*Task goal*. The answer must be every line of the data that holds the word "AppResult".

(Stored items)
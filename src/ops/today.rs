//! The default view: today's question, its status and the streak.

use crate::constants;
use crate::errors::AppResult;
use crate::scheduler::{format_countdown, Clock};
use crate::session::DailySession;
use std::io::Write;
use tracing::debug;

/// Prints today's question, the answer if there is one, the streak, and the
/// time left until the next question.
pub fn show_today<C: Clock>(session: &DailySession<C>, out: &mut impl Write) -> AppResult<()> {
    debug!("Showing today's status");

    writeln!(
        out,
        "{}",
        session.today().date().format(constants::HISTORY_DATE_FORMAT)
    )?;
    writeln!(out, "{}", session.question())?;
    writeln!(out)?;

    match session.todays_entry() {
        Some(entry) if session.answered_today() => {
            writeln!(out, "Answered: {}", entry.answer)?;
        }
        _ => writeln!(out, "Not answered yet. Run `daybook answer` to reply.")?,
    }

    let streak = session.streak();
    let tier = session.streak_tier();
    writeln!(
        out,
        "Streak: {} {} {} ({})",
        streak,
        if streak == 1 { "day" } else { "days" },
        tier.symbol(),
        tier.label()
    )?;

    if let Some(remaining) = session.time_remaining() {
        writeln!(out, "Next question in {}", format_countdown(remaining))?;
    }

    Ok(())
}
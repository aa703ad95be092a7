//! Configuration management for the daybook application.
//!
//! This module handles loading and validating configuration settings from environment
//! variables, with sensible defaults. It supports configuring the data directory,
//! the editor used to compose answers, and an alternative question table.
//!
//! # Environment Variables
//!
//! - `DAYBOOK_DIR`: Path to the data directory (defaults to ~/Documents/daybook)
//! - `DAYBOOK_EDITOR`: Editor to use for composing answers
//! - `EDITOR`: Fallback editor if DAYBOOK_EDITOR is not set (defaults to "vim")
//! - `DAYBOOK_QUESTIONS`: Optional path to a `{"dd-MM": "prompt"}` JSON file
//! - `HOME`: Used for expanding the default data directory path

use crate::constants;
use crate::errors::{AppError, AppResult};
use crate::questions::QuestionSource;
use std::env;
use std::fmt;
use std::path::PathBuf;

/// Configuration for the daybook application.
///
/// # Examples
///
/// Creating a configuration manually:
/// ```
/// use daybook::Config;
/// use std::path::PathBuf;
///
/// let config = Config {
///     editor: "nano".to_string(),
///     data_dir: PathBuf::from("/path/to/daybook"),
///     questions_path: None,
/// };
/// assert!(config.validate().is_ok());
/// ```
///
/// Loading configuration from environment variables:
/// ```no_run
/// use daybook::Config;
/// use std::env;
///
/// env::set_var("DAYBOOK_EDITOR", "code");
/// env::set_var("DAYBOOK_DIR", "/custom/daybook/path");
///
/// let config = Config::load().expect("Failed to load configuration");
/// assert_eq!(config.editor, "code");
/// ```
pub struct Config {
    /// Editor command used to compose answers.
    ///
    /// Loaded from `DAYBOOK_EDITOR`, then `EDITOR`, then defaults to "vim".
    pub editor: String,

    /// Directory holding the entries file.
    pub data_dir: PathBuf,

    /// Alternative question table. `None` uses the bundled table.
    pub questions_path: Option<PathBuf>,
}

impl fmt::Debug for Config {
    fn fmt(&self, f: &mut fmt::Formatter<'_>) -> fmt::Result {
        f.debug_struct("Config")
            .field("editor", &constants::REDACTED_PLACEHOLDER)
            .field("data_dir", &constants::REDACTED_PLACEHOLDER)
            .field(
                "questions_path",
                &self
                    .questions_path
                    .as_ref()
                    .map(|_| constants::REDACTED_PLACEHOLDER),
            )
            .finish()
    }
}

impl Default for Config {
    fn default() -> Self {
        Config {
            editor: constants::DEFAULT_EDITOR_COMMAND.to_string(),
            data_dir: PathBuf::from(""),
            questions_path: None,
        }
    }
}

impl Config {
    /// Validates an editor command string for security.
    ///
    /// The command must be non-empty and contain no spaces or shell
    /// metacharacters. Editors that need arguments should be wrapped in a script.
    fn validate_editor_command(editor_cmd: &str) -> AppResult<&str> {
        if editor_cmd.is_empty() {
            return Err(AppError::Config(
                "Editor command cannot be empty".to_string(),
            ));
        }

        if editor_cmd.contains(' ') {
            return Err(AppError::Config(
                "Editor command cannot contain spaces. Use a wrapper script or shell alias for editors requiring arguments".to_string(),
            ));
        }

        for &ch in constants::EDITOR_FORBIDDEN_CHARS.iter() {
            if editor_cmd.contains(ch) {
                return Err(AppError::Config(format!(
                    "Editor command cannot contain shell metacharacters: '{}'. Use a wrapper script or shell alias instead",
                    ch
                )));
            }
        }

        Ok(editor_cmd)
    }

    fn expand_path(raw: &str) -> AppResult<PathBuf> {
        let expanded = shellexpand::full(raw)
            .map_err(|e| AppError::Config(format!("Failed to expand path: {}", e)))?;
        Ok(PathBuf::from(expanded.into_owned()))
    }

    /// Loads configuration from environment variables with sensible defaults.
    ///
    /// Paths are expanded with `shellexpand`, so `~` and `$VAR` references work.
    ///
    /// # Errors
    ///
    /// Returns `AppError::Config` if:
    /// - A path expansion fails
    /// - The editor command fails validation (empty, contains spaces or shell metacharacters)
    /// - The data directory path is empty
    pub fn load() -> AppResult<Self> {
        let editor_raw = env::var(constants::ENV_VAR_DAYBOOK_EDITOR)
            .or_else(|_| env::var(constants::ENV_VAR_EDITOR))
            .unwrap_or_else(|_| constants::DEFAULT_EDITOR_COMMAND.to_string());

        let editor = Config::validate_editor_command(&editor_raw)?;

        let data_dir_str = env::var(constants::ENV_VAR_DAYBOOK_DIR).unwrap_or_else(|_| {
            let home = env::var(constants::ENV_VAR_HOME).unwrap_or_default();
            format!("{}/{}", home, constants::DEFAULT_DATA_SUBDIR)
        });
        let data_dir = Config::expand_path(&data_dir_str)?;

        if data_dir.as_os_str().is_empty() {
            return Err(AppError::Config("Data directory path is empty".to_string()));
        }

        let questions_path = match env::var(constants::ENV_VAR_DAYBOOK_QUESTIONS) {
            Ok(raw) if !raw.trim().is_empty() => Some(Config::expand_path(&raw)?),
            _ => None,
        };

        Ok(Config {
            editor: editor.to_string(),
            data_dir,
            questions_path,
        })
    }

    /// Validates that the configuration is usable.
    ///
    /// # Errors
    ///
    /// Returns `AppError::Config` when the data directory is empty or relative,
    /// or the editor command is empty.
    pub fn validate(&self) -> AppResult<()> {
        if self.data_dir.as_os_str().is_empty() {
            return Err(AppError::Config("Data directory path is empty".to_string()));
        }

        if self.editor.is_empty() {
            return Err(AppError::Config("Editor command is empty".to_string()));
        }

        if !self.data_dir.is_absolute() {
            return Err(AppError::Config(
                "Data directory must be an absolute path".to_string(),
            ));
        }

        Ok(())
    }

    /// Where the question resolver should read its table from.
    pub fn question_source(&self) -> QuestionSource {
        match &self.questions_path {
            Some(path) => QuestionSource::File(path.clone()),
            None => QuestionSource::Bundled,
        }
    }
}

*Reply to the task*.
use crate::errors::AppResult;
pub fn show_today<C: Clock>(session: &DailySession<C>, out: &mut impl Write) -> AppResult<()> {
use crate::errors::{AppError, AppResult};
    fn validate_editor_command(editor_cmd: &str) -> AppResult<&str> {
    fn expand_path(raw: &str) -> AppResult<PathBuf> {
    pub fn load() -> AppResult<Self> {
    pub fn validate(&self) -> AppResult<()> {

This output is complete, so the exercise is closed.